Évidemment, le réchauffement climatique devrait être une préoccupation majeure de l’ensemble de la population mondiale, on parle purement et simplement de la survie de l’être humain. Oui, mais! Pour une partie des habitants de notre planète – la majorité en fait – l’urgence ne vient pas de cette menace-là, un peu abstraite et lointaine quand même, mais bel et bien de savoir s’ils pourront – ou non – payer leur loyer et se nourrir à la fin du mois. On l’a vu avec les gilets jaunes, augmenter le prix de l’essence de quelques centimes suffit à mettre des familles dans le rouge. Et on parle de la France, pas de pays qui doivent faire face à une pauvreté bien plus présente, à des maladies ou autres conflits armés. Je le regrette, mais la crise climatique est un « problème de riche » que certains peuvent se permettre de vouloir arranger quand d’autres n’ont pas les moyens d’y penser car d’autres soucis les préoccupent davantage.
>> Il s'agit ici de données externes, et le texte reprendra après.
//! # Error Types: Session Failure Taxonomy
//!
//! Defines the errors a generation session can surface. All errors use
//! `thiserror` for derive-based `Display` and `Error` implementations.
//!
//! ## Design
//!
//! - `MissingIdentifier` is the only recoverable class: the caller can
//!   re-request with complete data.
//! - Key generation, issuance, and signing failures are fatal for the
//!   session and are never retried inside it.
//! - No variant ever carries private key material. Cryptographic failures
//!   are reported as library messages only.

use thiserror::Error;

/// Top-level error type for activation record synthesis.
#[derive(Error, Debug)]
pub enum ActivationError {
    /// A required identifier was absent after decoding.
    #[error("missing required identifier: {field}")]
    MissingIdentifier {
        /// The attribute key that was absent.
        field: &'static str,
    },

    /// An input document could not be decoded.
    #[error("decode error: {0}")]
    Decode(String),

    /// Asymmetric key generation failed.
    #[error("key generation failed: {0}")]
    KeyGeneration(String),

    /// A certificate could not be issued.
    #[error("certificate issuance failed: {0}")]
    CertificateIssuance(String),

    /// A signing operation failed.
    #[error("signing failed: {0}")]
    Signing(String),

    /// The output document could not be produced.
    #[error("serialization error: {0}")]
    Serialization(String),
}

impl ActivationError {
    /// Whether the caller may retry with corrected input.
    ///
    /// Only a missing identifier is recoverable; everything else is a hard
    /// failure of the cryptographic or serialization subsystem.
    pub fn is_recoverable(&self) -> bool {
        matches!(self, Self::MissingIdentifier { .. })
    }
}

/// Error during canonical serialization.
#[derive(Error, Debug)]
pub enum CanonicalizationError {
    /// Float values have no stable canonical encoding.
    #[error("float values are not permitted in canonical representations: {0}")]
    FloatRejected(f64),

    /// JSON serialization failed.
    #[error("serialization failed: {0}")]
    SerializationFailed(#[from] serde_json::Error),
}

impl From<CanonicalizationError> for ActivationError {
    fn from(err: CanonicalizationError) -> Self {
        Self::Serialization(err.to_string())
    }
}

/// Error loading or validating a synthesis configuration.
#[derive(Error, Debug)]
pub enum ConfigError {
    /// The configuration file could not be read.
    #[error("failed to read config: {0}")]
    Io(#[from] std::io::Error),

    /// The configuration file is not valid YAML for the schema.
    #[error("failed to parse config: {0}")]
    Parse(#[from] serde_yaml::Error),

    /// A field holds a value outside its permitted range.
    #[error("invalid config field {field}: {reason}")]
    Invalid {
        /// The offending field.
        field: &'static str,
        /// Why the value was rejected.
        reason: String,
    },
}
Paradoxalement, les riches, eux, n’en font pas assez… Pour certains, le pied du mur n’est pas dans quelques années, mais bien demain, quand il faudra se demander « qu’est-ce qu’on mange aujourd’hui? »
«Une lutte qui m’a perdue en route»
Me suis-je détachée de la cause climatique? Ce sujet primordial, dont j’aurais voulu qu’il fasse la Une des journaux jusqu’à ce qu’un virement de situation s’opère, m’a-t-il usée? Au point que mon intérêt s’étiole? Car il est vrai que je n’ai accordé que peu d’importance au rapport du GIEC, quand il aurait dû capter toute mon attention. Je n’ai pas toujours été aussi cynique. De mon œil naïf et humaniste, j’ai pensé qu’on arriverait à une prise de conscience générale. J’ai eu foi en celles et ceux qui se battaient pour la planète. J’ai eu envie de bien faire les choses, de m’aiguiller vers un mode de vie décroissant. Mais il y a eu le Covid. Et là, j’ai sérieusement commencé à déchanter. Voir le monde se retrouver à l’arrêt en un temps record; le Conseil fédéral s’emparer de la crise, dictant jour après jour des règles contraignantes que chacun appliquait à la lettre. Le tout avec une bonne leçon à la clef: “Quand on veut, on peut.” Mettre sur le même plan l’urgence la pandémie avec la crise environnementale n’est peut-être pas pertinent pour tout le monde. Mais pour moi, cela a été un moment déclencheur: celui où, à force de constater la lenteur de la riposte, la thématique du climat m’a un peu perdue en cours de route.
«Pas la même capacité de réaction»
Ce que je regrette lorsque j’ose comparer la crise ukrainienne à la climatique, c’est la capacité qu’ont les gouvernements occidentaux à réagir rapidement dans le premier cas, contrairement au second. Il n’aura fallu que quelques heures pour s’accorder sur les sanctions à prendre à l’encontre de la Russie – ce que je salue – même si le réveil a été à mon sens un peu tardif. Je constate également qu’en un claquement de doigts, le chancelier allemand Olaf Scholz a par exemple débloqué une enveloppe exceptionnelle de 100 milliards d’euros pour moderniser son armée. Face à ces mesures, je me demande pourquoi on n’applique pas la même urgence au réchauffement climatique. Synthèse d’environ 34 000 papiers scientifiques, le dernier rapport du GIEC indique tout de même que 3,3 à 3,6 milliards de personnes, soit près de la moitié de l’humanité, vivent d’ores et déjà dans des contextes « très vulnérables » au changement climatique. Et conclut que si l’on tarde à lancer une action mondiale préventive, la courte fenêtre d’opportunité pour assurer à tous un avenir durable et digne d’être vécu se refermera rapidement. Comme l’ukrainienne, la crise climatique mérite des actes immédiats que je n’observe pas.